L e filiali della Banca di Udine nelle vetrine hanno sostituito le tradizionali locandine cartacee con monitor gestiti da remoto. Obiettivo: comunicare con maggiore visibilità e dinamismo.

«Abbiamo chiesto a Misa di realizzare un sistema che offrisse i seguenti requisiti: buon grado di visibilità anche quando la luce del sole è diretta sulle vetrine, elevata affidabilità perché i monitor devono rimanere accesi per quasi tutto l’arco della giornata, gestione dei contenuti da remoto via web server e impatto minimo con l’arredo della filiale, per mantenere un livello di eleganza e sobrietà adeguato all’ambiente».

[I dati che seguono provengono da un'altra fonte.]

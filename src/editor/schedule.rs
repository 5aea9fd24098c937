//! Coalescing of rapid edits into at most one render per frame.

/// Collects render requests until the next animation frame.
#[derive(Debug, Clone, Default)]
pub struct FrameScheduler {
    pending: bool,
    coalesced: u64,
}

impl FrameScheduler {
    /// Create an idle scheduler.
    pub fn new() -> Self {
        Self::default()
    }

    /// Ask for a render on the next frame.
    ///
    /// Returns `true` if this request scheduled the frame and `false` if it
    /// was folded into one already pending.
    pub fn request(&mut self) -> bool {
        if self.pending {
            self.coalesced += 1;
            return false;
        }
        self.pending = true;
        true
    }

    /// Whether a frame is scheduled.
    pub fn is_pending(&self) -> bool {
        self.pending
    }

    /// Run the frame. Returns `true` if a render was requested since the last one.
    pub fn fire(&mut self) -> bool {
        if !self.pending {
            return false;
        }
        if self.coalesced > 0 {
            log::debug!("coalesced {} edits into one render", self.coalesced + 1);
        }
        self.pending = false;
        self.coalesced = 0;
        true
    }
}
//! Persisted editor settings and project files.

use super::spacer::{Spacer, SpacerPreset};
use super::store::SpacerStore;
use crate::error::{Error, Result};
use crate::render::ExportOptions;
use chrono::{DateTime, Utc};
use serde::{Deserialize, Serialize};
use std::collections::BTreeMap;
use std::fs;
use std::path::Path;

/// Session settings blob: spacers plus view and export preferences.
#[derive(Debug, Clone, PartialEq, Serialize, Deserialize)]
#[serde(rename_all = "camelCase", default)]
pub struct Settings {
    /// Spacers keyed by 1-indexed page number
    pub spacers: BTreeMap<usize, Vec<Spacer>>,

    /// Viewer zoom
    pub scale: f32,

    /// 1-indexed page the viewer was on
    pub current_page: usize,

    /// Draw output page-break guides in the viewer
    pub show_page_breaks: bool,

    /// Draw the insertion guide under the pointer
    pub show_placement_guide: bool,

    /// Style copied into new spacers
    pub last_spacer_preset: SpacerPreset,

    /// Last used export configuration
    pub export_options: ExportOptions,
}

impl Default for Settings {
    fn default() -> Self {
        Self {
            spacers: BTreeMap::new(),
            scale: 1.0,
            current_page: 1,
            show_page_breaks: false,
            show_placement_guide: false,
            last_spacer_preset: SpacerPreset::default(),
            export_options: ExportOptions::default(),
        }
    }
}

impl Settings {
    /// Parse settings from JSON.
    pub fn from_json(json: &str) -> Result<Self> {
        let settings: Settings = serde_json::from_str(json)?;
        Ok(settings)
    }

    /// Serialize settings as pretty JSON.
    pub fn to_json(&self) -> Result<String> {
        Ok(serde_json::to_string_pretty(self)?)
    }

    /// Load settings from a file.
    pub fn load<P: AsRef<Path>>(path: P) -> Result<Self> {
        let json = fs::read_to_string(path)?;
        Self::from_json(&json)
    }

    /// Save settings to a file.
    pub fn save<P: AsRef<Path>>(&self, path: P) -> Result<()> {
        fs::write(path, self.to_json()?)?;
        Ok(())
    }

    /// Validate the spacers and build a store from them.
    pub fn spacer_store(&self) -> Result<SpacerStore> {
        SpacerStore::from_pages(self.spacers.clone())
    }
}

/// A shareable project file: the spacer layout of one document.
#[derive(Debug, Clone, PartialEq, Serialize, Deserialize)]
#[serde(rename_all = "camelCase")]
pub struct Project {
    /// Spacers keyed by 1-indexed page number
    pub spacers: BTreeMap<usize, Vec<Spacer>>,

    /// Viewer zoom
    #[serde(default = "default_scale")]
    pub scale: f32,

    /// 1-indexed page the viewer was on
    #[serde(default = "default_page")]
    pub current_page: usize,

    /// Name or fingerprint of the source document
    #[serde(default)]
    pub pdf_name: String,

    /// When the project was written
    #[serde(default = "Utc::now")]
    pub timestamp: DateTime<Utc>,
}

fn default_scale() -> f32 {
    1.0
}

fn default_page() -> usize {
    1
}

impl Project {
    /// Snapshot a store into a project.
    pub fn from_store(store: &SpacerStore, scale: f32, current_page: usize, pdf_name: impl Into<String>) -> Self {
        Self {
            spacers: store.to_pages(),
            scale,
            current_page,
            pdf_name: pdf_name.into(),
            timestamp: Utc::now(),
        }
    }

    /// Parse a project file. A blob without a `spacers` key is rejected.
    pub fn from_json(json: &str) -> Result<Self> {
        let value: serde_json::Value = serde_json::from_str(json)?;
        if value.get("spacers").is_none() {
            return Err(Error::Settings("Invalid project file format".into()));
        }
        let project: Project = serde_json::from_value(value)?;
        Ok(project)
    }

    /// Serialize the project as pretty JSON.
    pub fn to_json(&self) -> Result<String> {
        Ok(serde_json::to_string_pretty(self)?)
    }

    /// Load a project file.
    pub fn load<P: AsRef<Path>>(path: P) -> Result<Self> {
        let json = fs::read_to_string(path)?;
        Self::from_json(&json)
    }

    /// Write a project file.
    pub fn save<P: AsRef<Path>>(&self, path: P) -> Result<()> {
        fs::write(path, self.to_json()?)?;
        Ok(())
    }

    /// Validate the spacers and build a store from them.
    pub fn spacer_store(&self) -> Result<SpacerStore> {
        SpacerStore::from_pages(self.spacers.clone())
    }
}

#[cfg(test)]
mod tests {
    use super::*;
    use crate::model::SpacerStyle;
    use crate::render::ExportMode;

    #[test]
    fn test_settings_defaults_from_empty_blob() {
        let settings = Settings::from_json("{}").unwrap();
        assert_eq!(settings, Settings::default());
        assert!(settings.export_options.continue_across);
    }

    #[test]
    fn test_settings_round_trip_keys() {
        let mut settings = Settings::default();
        settings.spacers.insert(
            2,
            vec![Spacer::plain("5", 120.0, 80.0).with_style(SpacerStyle::DotGrid)],
        );
        settings.export_options.mode = ExportMode::Long;
        let json = settings.to_json().unwrap();
        assert!(json.contains("\"2\""));
        assert!(json.contains("\"lastSpacerPreset\""));
        assert!(json.contains("\"dot-grid\""));
        assert_eq!(Settings::from_json(&json).unwrap(), settings);
    }

    #[test]
    fn test_settings_store_validates() {
        let json = r#"{"spacers":{"1":[{"id":"a","y":10,"height":-4}]}}"#;
        let settings = Settings::from_json(json).unwrap();
        assert!(settings.spacer_store().unwrap_err().is_input_error());
    }

    #[test]
    fn test_project_requires_spacers() {
        let err = Project::from_json(r#"{"scale":1.5}"#).unwrap_err();
        assert!(matches!(err, Error::Settings(_)));

        let project = Project::from_json(r#"{"spacers":{"3":[]}}"#).unwrap();
        assert_eq!(project.current_page, 1);
        assert_eq!(project.scale, 1.0);
    }

    #[test]
    fn test_project_file_round_trip() {
        let dir = tempfile::tempdir().unwrap();
        let path = dir.path().join("layout.json");

        let mut store = SpacerStore::new();
        store.insert(1, Spacer::plain("1", 300.0, 100.0)).unwrap();
        let project = Project::from_store(&store, 1.25, 1, "worksheet.pdf");
        project.save(&path).unwrap();

        let loaded = Project::load(&path).unwrap();
        assert_eq!(loaded.pdf_name, "worksheet.pdf");
        assert_eq!(loaded.spacer_store().unwrap().len(), 1);
    }
}
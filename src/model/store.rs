//! Per-page spacer collections with an id index.

use super::spacer::{Spacer, SpacerPreset, SpacerProperty, DEFAULT_SPACER_HEIGHT, DUPLICATE_OFFSET};
use crate::error::{Error, Result};
use std::collections::{BTreeMap, HashMap};

/// Where a spacer lives inside the store.
#[derive(Debug, Clone, Copy, PartialEq, Eq)]
pub struct SpacerLocation {
    /// 1-indexed page number
    pub page: usize,
    /// Position in the page's insertion-ordered list
    pub position: usize,
}

/// Owner of every spacer in a document.
///
/// Each page keeps its spacers in insertion order; an `id -> location` side
/// table makes lookups independent of the number of pages. Consumers get
/// read-only views or copies, never mutable aliases.
#[derive(Debug, Clone)]
pub struct SpacerStore {
    pages: BTreeMap<usize, Vec<Spacer>>,
    index: HashMap<String, SpacerLocation>,
    next_id: u64,
}

impl SpacerStore {
    /// Create an empty store.
    pub fn new() -> Self {
        Self::default()
    }

    /// Build a store from persisted per-page lists, validating every spacer.
    pub fn from_pages(pages: BTreeMap<usize, Vec<Spacer>>) -> Result<Self> {
        let mut store = Self::new();
        for (page, spacers) in pages {
            for spacer in spacers {
                store.insert(page, spacer)?;
            }
        }
        Ok(store)
    }

    /// Copy of the per-page lists for persistence.
    pub fn to_pages(&self) -> BTreeMap<usize, Vec<Spacer>> {
        self.pages.clone()
    }

    /// Total number of spacers.
    pub fn len(&self) -> usize {
        self.index.len()
    }

    /// Whether the store holds no spacers.
    pub fn is_empty(&self) -> bool {
        self.index.is_empty()
    }

    /// Allocate the next id. Ids increase monotonically for the lifetime of the store.
    ///
    /// Fails once the numeric id space is used up.
    pub fn allocate_id(&mut self) -> Result<String> {
        loop {
            let id = self.next_id.to_string();
            self.next_id = self
                .next_id
                .checked_add(1)
                .ok_or_else(|| Error::InvalidSpacer("spacer ids exhausted".into()))?;
            if !self.index.contains_key(&id) {
                return Ok(id);
            }
        }
    }

    /// Insert an existing spacer at the end of a page's list.
    pub fn insert(&mut self, page: usize, spacer: Spacer) -> Result<&Spacer> {
        if page == 0 {
            return Err(Error::InvalidSpacer("page numbers start at 1".into()));
        }
        spacer.validate()?;
        if self.index.contains_key(&spacer.id) {
            return Err(Error::InvalidSpacer(format!("duplicate id {}", spacer.id)));
        }
        if let Ok(numeric) = spacer.id.parse::<u64>() {
            self.next_id = self.next_id.max(numeric.saturating_add(1));
        }

        let list = self.pages.entry(page).or_default();
        let position = list.len();
        self.index
            .insert(spacer.id.clone(), SpacerLocation { page, position });
        list.push(spacer);
        Ok(&list[position])
    }

    /// Create a spacer at original offset `y` with the default height and a preset.
    pub fn create(&mut self, page: usize, y: f32, preset: &SpacerPreset) -> Result<&Spacer> {
        let id = self.allocate_id()?;
        let spacer = Spacer::new(id, y.max(0.0), DEFAULT_SPACER_HEIGHT, preset);
        self.insert(page, spacer)
    }

    /// Location of a spacer.
    pub fn locate(&self, id: &str) -> Option<SpacerLocation> {
        self.index.get(id).copied()
    }

    /// Look up a spacer by id.
    pub fn get(&self, id: &str) -> Option<&Spacer> {
        let loc = self.index.get(id)?;
        self.pages.get(&loc.page).map(|list| &list[loc.position])
    }

    /// Spacers of one page in insertion order.
    pub fn spacers_on(&self, page: usize) -> &[Spacer] {
        self.pages.get(&page).map(Vec::as_slice).unwrap_or(&[])
    }

    /// Spacers of one page ordered by `y`, ties kept in insertion order.
    pub fn sorted_on(&self, page: usize) -> Vec<&Spacer> {
        let mut sorted: Vec<&Spacer> = self.spacers_on(page).iter().collect();
        sorted.sort_by(|a, b| a.y.total_cmp(&b.y));
        sorted
    }

    /// Sum of spacer heights on a page.
    pub fn inserted_height(&self, page: usize) -> f32 {
        self.spacers_on(page).iter().map(|s| s.height).sum()
    }

    /// Pages that carry at least one spacer, with their spacers.
    pub fn pages(&self) -> impl Iterator<Item = (usize, &[Spacer])> {
        self.pages.iter().map(|(page, list)| (*page, list.as_slice()))
    }

    /// Edit one property of a spacer. Other spacers are never touched.
    pub fn update(&mut self, id: &str, property: &SpacerProperty) -> Result<&Spacer> {
        let loc = self
            .locate(id)
            .ok_or_else(|| Error::SpacerNotFound(id.to_string()))?;
        let list = self
            .pages
            .get_mut(&loc.page)
            .ok_or_else(|| Error::SpacerNotFound(id.to_string()))?;
        list[loc.position].apply(property)?;
        Ok(&list[loc.position])
    }

    /// Remove a spacer and return it.
    pub fn remove(&mut self, id: &str) -> Result<Spacer> {
        let loc = self
            .index
            .remove(id)
            .ok_or_else(|| Error::SpacerNotFound(id.to_string()))?;
        let list = self
            .pages
            .get_mut(&loc.page)
            .ok_or_else(|| Error::SpacerNotFound(id.to_string()))?;
        let removed = list.remove(loc.position);

        for later in &list[loc.position..] {
            if let Some(entry) = self.index.get_mut(&later.id) {
                entry.position -= 1;
            }
        }
        if list.is_empty() {
            self.pages.remove(&loc.page);
        }
        Ok(removed)
    }

    /// Copy a spacer onto the same page, slightly below the original.
    pub fn duplicate(&mut self, id: &str) -> Result<&Spacer> {
        let loc = self
            .locate(id)
            .ok_or_else(|| Error::SpacerNotFound(id.to_string()))?;
        let mut copy = self
            .get(id)
            .cloned()
            .ok_or_else(|| Error::SpacerNotFound(id.to_string()))?;
        copy.id = self.allocate_id()?;
        copy.y = (copy.y + DUPLICATE_OFFSET).max(0.0);
        self.insert(loc.page, copy)
    }

    /// Remove every spacer. Id allocation keeps counting upward.
    pub fn clear(&mut self) {
        self.pages.clear();
        self.index.clear();
    }
}

impl Default for SpacerStore {
    fn default() -> Self {
        Self {
            pages: BTreeMap::new(),
            index: HashMap::new(),
            next_id: 1,
        }
    }
}
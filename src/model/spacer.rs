//! Spacer blocks and their visual styles.

use crate::error::{Error, Result};
use serde::{Deserialize, Serialize};
use std::fmt;
use std::str::FromStr;

/// Height given to newly inserted spacers, in source-page units.
pub const DEFAULT_SPACER_HEIGHT: f32 = 100.0;

/// Smallest height a resize gesture may shrink a spacer to.
pub const MIN_RESIZE_HEIGHT: f32 = 20.0;

/// Offset applied to the copy when a spacer is duplicated.
pub const DUPLICATE_OFFSET: f32 = 20.0;

/// Visual pattern drawn inside a spacer.
#[derive(Debug, Clone, Copy, Default, PartialEq, Eq, Hash, Serialize, Deserialize)]
#[serde(rename_all = "kebab-case")]
pub enum SpacerStyle {
    /// Blank white block
    #[default]
    Plain,
    /// Horizontal writing lines
    Ruled,
    /// Regular grid of dots
    #[serde(alias = "dotGrid")]
    DotGrid,
    /// Squared (graph) paper
    Squared,
}

impl SpacerStyle {
    /// All styles in menu order.
    pub const ALL: [SpacerStyle; 4] = [
        SpacerStyle::Plain,
        SpacerStyle::Ruled,
        SpacerStyle::DotGrid,
        SpacerStyle::Squared,
    ];

    /// Wire name of the style.
    pub fn as_str(&self) -> &'static str {
        match self {
            SpacerStyle::Plain => "plain",
            SpacerStyle::Ruled => "ruled",
            SpacerStyle::DotGrid => "dot-grid",
            SpacerStyle::Squared => "squared",
        }
    }
}

impl fmt::Display for SpacerStyle {
    fn fmt(&self, f: &mut fmt::Formatter<'_>) -> fmt::Result {
        f.write_str(self.as_str())
    }
}

impl FromStr for SpacerStyle {
    type Err = Error;

    fn from_str(s: &str) -> Result<Self> {
        match s.trim() {
            "plain" => Ok(SpacerStyle::Plain),
            "ruled" => Ok(SpacerStyle::Ruled),
            "dot-grid" | "dotGrid" => Ok(SpacerStyle::DotGrid),
            "squared" => Ok(SpacerStyle::Squared),
            other => Err(Error::UnknownStyle(other.to_string())),
        }
    }
}

/// Style settings copied into every newly created spacer.
#[derive(Debug, Clone, Copy, PartialEq, Serialize, Deserialize)]
#[serde(rename_all = "camelCase", default)]
pub struct SpacerPreset {
    /// Pattern style
    pub style: SpacerStyle,
    /// Distance between rules for [`SpacerStyle::Ruled`]
    pub rule_spacing: f32,
    /// Distance between dots for [`SpacerStyle::DotGrid`]
    pub dot_pitch: f32,
    /// Cell size for [`SpacerStyle::Squared`]
    pub grid_size: f32,
}

impl Default for SpacerPreset {
    fn default() -> Self {
        Self {
            style: SpacerStyle::Plain,
            rule_spacing: 20.0,
            dot_pitch: 10.0,
            grid_size: 20.0,
        }
    }
}

impl SpacerPreset {
    /// Record a property edit if it is one the preset tracks.
    ///
    /// Returns `true` when the preset changed.
    pub fn remember(&mut self, property: &SpacerProperty) -> bool {
        match *property {
            SpacerProperty::Style(style) => self.style = style,
            SpacerProperty::RuleSpacing(v) => self.rule_spacing = v,
            SpacerProperty::DotPitch(v) => self.dot_pitch = v,
            SpacerProperty::GridSize(v) => self.grid_size = v,
            SpacerProperty::Height(_) | SpacerProperty::Y(_) => return false,
        }
        true
    }
}

/// A fixed-height block inserted into a page's vertical flow.
///
/// `y` is always in original, unreflowed page coordinates: moving or resizing
/// one spacer never changes the stored `y` of another.
#[derive(Debug, Clone, PartialEq, Serialize, Deserialize)]
#[serde(rename_all = "camelCase")]
pub struct Spacer {
    /// Stable unique identifier
    pub id: String,

    /// Insertion offset in source-page units
    pub y: f32,

    /// Block height in source-page units
    pub height: f32,

    /// Pattern style
    #[serde(default)]
    pub style: SpacerStyle,

    /// Rule distance for ruled spacers
    #[serde(default = "default_rule_spacing")]
    pub rule_spacing: f32,

    /// Dot distance for dot-grid spacers
    #[serde(default = "default_dot_pitch")]
    pub dot_pitch: f32,

    /// Cell size for squared spacers
    #[serde(default = "default_grid_size")]
    pub grid_size: f32,
}

fn default_rule_spacing() -> f32 {
    SpacerPreset::default().rule_spacing
}

fn default_dot_pitch() -> f32 {
    SpacerPreset::default().dot_pitch
}

fn default_grid_size() -> f32 {
    SpacerPreset::default().grid_size
}

impl Spacer {
    /// Create a spacer from a preset.
    pub fn new(id: impl Into<String>, y: f32, height: f32, preset: &SpacerPreset) -> Self {
        Self {
            id: id.into(),
            y,
            height,
            style: preset.style,
            rule_spacing: preset.rule_spacing,
            dot_pitch: preset.dot_pitch,
            grid_size: preset.grid_size,
        }
    }

    /// Create a plain spacer.
    pub fn plain(id: impl Into<String>, y: f32, height: f32) -> Self {
        Self::new(id, y, height, &SpacerPreset::default())
    }

    /// Builder-style style override.
    pub fn with_style(mut self, style: SpacerStyle) -> Self {
        self.style = style;
        self
    }

    /// Check the invariants every stored spacer must satisfy.
    pub fn validate(&self) -> Result<()> {
        if self.id.trim().is_empty() {
            return Err(Error::InvalidSpacer("id must not be empty".into()));
        }
        if !self.y.is_finite() || self.y < 0.0 {
            return Err(Error::InvalidSpacer(format!(
                "{}: y must be a finite value >= 0 (got {})",
                self.id, self.y
            )));
        }
        if !self.height.is_finite() || self.height <= 0.0 {
            return Err(Error::InvalidSpacer(format!(
                "{}: height must be > 0 (got {})",
                self.id, self.height
            )));
        }
        for (name, value) in [
            ("ruleSpacing", self.rule_spacing),
            ("dotPitch", self.dot_pitch),
            ("gridSize", self.grid_size),
        ] {
            if !value.is_finite() || value <= 0.0 {
                return Err(Error::InvalidSpacer(format!(
                    "{}: {} must be > 0 (got {})",
                    self.id, name, value
                )));
            }
        }
        Ok(())
    }

    /// Apply a property edit, leaving the spacer untouched if the result is invalid.
    pub fn apply(&mut self, property: &SpacerProperty) -> Result<()> {
        let mut edited = self.clone();
        match *property {
            SpacerProperty::Style(style) => edited.style = style,
            SpacerProperty::Height(v) => edited.height = v,
            SpacerProperty::Y(v) => edited.y = v,
            SpacerProperty::RuleSpacing(v) => edited.rule_spacing = v,
            SpacerProperty::DotPitch(v) => edited.dot_pitch = v,
            SpacerProperty::GridSize(v) => edited.grid_size = v,
        }
        edited.validate()?;
        *self = edited;
        Ok(())
    }

    /// Offset just below the spacer in original coordinates.
    pub fn end(&self) -> f32 {
        self.y + self.height
    }
}

/// A single editable spacer property, as produced by the properties panel.
#[derive(Debug, Clone, Copy, PartialEq)]
pub enum SpacerProperty {
    /// Pattern style
    Style(SpacerStyle),
    /// Block height
    Height(f32),
    /// Insertion offset
    Y(f32),
    /// Rule distance
    RuleSpacing(f32),
    /// Dot distance
    DotPitch(f32),
    /// Grid cell size
    GridSize(f32),
}

impl SpacerProperty {
    /// Parse a `name=value` pair using the persisted field names.
    pub fn parse(name: &str, value: &str) -> Result<Self> {
        let number = || {
            value
                .trim()
                .parse::<f32>()
                .map_err(|_| Error::InvalidSpacer(format!("{} expects a number, got {:?}", name, value)))
        };
        match name {
            "style" => Ok(SpacerProperty::Style(value.parse()?)),
            "height" => Ok(SpacerProperty::Height(number()?)),
            "y" => Ok(SpacerProperty::Y(number()?)),
            "ruleSpacing" => Ok(SpacerProperty::RuleSpacing(number()?)),
            "dotPitch" => Ok(SpacerProperty::DotPitch(number()?)),
            "gridSize" => Ok(SpacerProperty::GridSize(number()?)),
            other => Err(Error::InvalidSpacer(format!("unknown property {:?}", other))),
        }
    }
}
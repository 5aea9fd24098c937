//! Output page-break guides for the continuous viewer.

use crate::source::PageSize;

/// Positions of output page breaks inside one stacked page of the viewer.
///
/// `doc_offset` is where the page starts in the stacked document and
/// `page_height` its reflowed height, both in display pixels. Breaks repeat
/// every `page_width * target.height / target.width` pixels measured from the
/// top of the document, so guides line up across page boundaries. Returned
/// positions are relative to the page top.
pub fn page_break_guides(doc_offset: f32, page_height: f32, page_width: f32, target: PageSize) -> Vec<f32> {
    let mut guides = Vec::new();
    if page_width <= 0.0 || target.width <= 0.0 || page_height <= 0.0 {
        return guides;
    }

    let step = page_width * (target.height / target.width);
    let mut y = step - doc_offset.rem_euclid(step);
    if y >= step {
        y = 0.0;
    }
    while y < page_height - 1.0 {
        guides.push(y);
        y += step;
    }
    guides
}
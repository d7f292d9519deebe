//! Synthetic longitudinal datasets shared by the integration tests.

#![allow(dead_code)]

use ndarray::Array1;
use ndarray_rand::RandomExt;
use ndarray_rand::rand_distr::Normal;
use rand::SeedableRng;
use rand::rngs::StdRng;
use stratified_ioi_rs::{Covariate, Dataset, SplitterConfig};

/// 5 subjects x 4 visits, two standard-normal features, age and sex per subject.
pub fn toy_data() -> Dataset {
    let mut rng = StdRng::seed_from_u64(0);
    let normal = Normal::new(0.0, 1.0).unwrap();
    let feature1 = Array1::random_using(20, normal, &mut rng);
    let feature2 = Array1::random_using(20, normal, &mut rng);

    let ages = [30.0, 40.0, 35.0, 50.0, 45.0];
    let sexes = [0.0, 1.0, 0.0, 1.0, 0.0];

    Dataset::builder()
        .subject_ids((0..5).flat_map(|s| std::iter::repeat_n(s, 4)))
        .visit_numbers((0..5).flat_map(|_| 0..4))
        .column("feature1", feature1)
        .column("feature2", feature2)
        .column("age", repeat_each(&ages, 4))
        .column("sex", repeat_each(&sexes, 4))
        .build()
        .unwrap()
}

/// Larger cohort where within-subject spread depends on age and sex, so there
/// is real structure to split on.
pub fn cohort(n_subjects: usize, n_visits: usize, seed: u64) -> Dataset {
    let mut rng = StdRng::seed_from_u64(seed);
    let n_rows = n_subjects * n_visits;
    let noise1 = Array1::random_using(n_rows, Normal::new(0.0, 1.0).unwrap(), &mut rng);
    let noise2 = Array1::random_using(n_rows, Normal::new(0.0, 1.0).unwrap(), &mut rng);
    let baseline = Array1::random_using(n_subjects, Normal::new(0.0, 3.0).unwrap(), &mut rng);

    let mut subjects = Vec::with_capacity(n_rows);
    let mut visits = Vec::with_capacity(n_rows);
    let mut feature1 = Vec::with_capacity(n_rows);
    let mut feature2 = Vec::with_capacity(n_rows);
    let mut age = Vec::with_capacity(n_rows);
    let mut sex = Vec::with_capacity(n_rows);
    for s in 0..n_subjects {
        let subject_age = 20.0 + ((s * 37) % 50) as f64;
        let subject_sex = (s % 2) as f64;
        let spread = 0.5 + subject_age / 25.0 + subject_sex;
        for v in 0..n_visits {
            let i = s * n_visits + v;
            subjects.push(format!("S{s:03}"));
            visits.push(v);
            feature1.push(baseline[s] + spread * noise1[i]);
            feature2.push(baseline[s] * 0.5 + noise2[i]);
            age.push(subject_age);
            sex.push(subject_sex);
        }
    }

    Dataset::builder()
        .subject_ids(subjects)
        .visit_numbers(visits)
        .column("feature1", feature1)
        .column("feature2", feature2)
        .column("age", age)
        .column("sex", sex)
        .build()
        .unwrap()
}

pub fn config(min_subjects_per_leaf: usize) -> SplitterConfig {
    SplitterConfig::new(
        vec!["feature1".to_string(), "feature2".to_string()],
        vec![Covariate::continuous("age"), Covariate::binary("sex")],
    )
    .with_min_subjects_per_leaf(min_subjects_per_leaf)
}

fn repeat_each(values: &[f64], times: usize) -> Vec<f64> {
    values
        .iter()
        .flat_map(|&v| std::iter::repeat_n(v, times))
        .collect()
}
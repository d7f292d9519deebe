//! Within- and between-subject variability over a set of features.
//!
//! Both metrics group the rows of a subset, take the sample standard deviation
//! (ddof = 1) of each feature inside every group, then average the per-group
//! values. Missing values are skipped inside a group; a group with fewer than
//! two observed values has an undefined deviation and is left out of the
//! average. When no group is defined the result for that feature is `NaN`.

use crate::dataset::Subset;
use ndarray::Array1;
use statrs::statistics::Statistics;
use std::collections::BTreeMap;

/// Mean over subjects of each subject's standard deviation across visits.
///
/// Returns one value per entry of `features` (column indices).
pub fn within_subject_variability(subset: &Subset<'_>, features: &[usize]) -> Array1<f64> {
    mean_group_std(subset, &subset.group_by_subject(), features)
}

/// Mean over visits of the standard deviation across subjects at that visit.
///
/// Returns one value per entry of `features` (column indices).
pub fn between_subject_variability(subset: &Subset<'_>, features: &[usize]) -> Array1<f64> {
    mean_group_std(subset, &subset.group_by_visit(), features)
}

fn mean_group_std(
    subset: &Subset<'_>,
    groups: &BTreeMap<usize, Vec<usize>>,
    features: &[usize],
) -> Array1<f64> {
    features
        .iter()
        .map(|&column| {
            let stds: Vec<f64> = groups
                .values()
                .map(|rows| {
                    let observed: Vec<f64> = rows
                        .iter()
                        .map(|&row| subset.value(row, column))
                        .filter(|v| !v.is_nan())
                        .collect();
                    observed.std_dev()
                })
                .filter(|s| !s.is_nan())
                .collect();
            stds.mean()
        })
        .collect()
}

Misa è un’azienda presente sul mercato da oltre 20 anni. Il rapporto di partnership con i migliori brand mondiali è consolidato in numerosi ambiti come la memorizzazione, il trasferimento dati, la comunicazione multimediale e il networking. Opera da 5 anninel Digital Signage e la collaborazione con Sharp è di lunga data. «Siamo entrati in questo mercato per soddisfare una strategia che ci permettesse di allargare il nostro raggio d’azione – ci spiega il titolare Michele Spangaro. Così abbiamo iniziato ad occuparci di totem multimediali, installandone più di cento nel mondo della distribuzione di prodotti fotografici. Il recente lavoro svolto alla Banca di Udine si è sviluppato grazie alla soddisfazione garantita al nostro cliente. Siamo partiti con una prima filiale, una sorta di progetto pilota: la cosa è piaciuta al punto che abbiamo proseguito con le altri sedi sparse sul territorio, fino a completare il lavoro su tutte le filiali che termineremo durante i primi mesi del 2015. Siamo anche confidenti di estendere la proposizione del lavoro alle altre banche del circuito Credito Cooperativo. La flessibilità e il supporto forniti da Sharp – conclude Spangaro – sono stati davvero lodevoli: attenti alle esigenze e sensibili alla richieste, aspetti non facilmente riscontrabili in una multinazionale». «Alcuni monitor LCD – commenta Francesco Fanutti, direttore tecnico di Misa – quando sono esposti per lunghi periodi alla luce del sole, corrono il rischio di danneggiarsi. La nostra prima preoccupazione è stata quella di scegliere un modello professionale che garantiva affidabilità e costanza di prestazioni, dotato di una luminosità adeguata. I modelli PN-U423 e PN-E421 di Sharp si sono rivelati i migliori disponibili sul mercato. Ne abbiamo installati 23, disposti nelle vetrine della sede principale e di 5 filiali, tutti in posizione verticale. Ogni monitor ha un suo PC player di riferimento, fornito da Hdds Vision, che si è anche occupata di sviluppare il software di gestione dei contenuti e della messa in onda. Inoltre, abbiamo fornito alle filiali dei template specifici, per realizzare in autonomia i contenuti, organizzando una sessione formativa dedicata. Il collegamento in rete del sistema è stato uno dei passaggi più delicati: per ragioni di sicurezza abbiamo dovuto far autorizzare tutti i player per non creare architetture di rete aggiuntive, evitando di far lievitare i costi».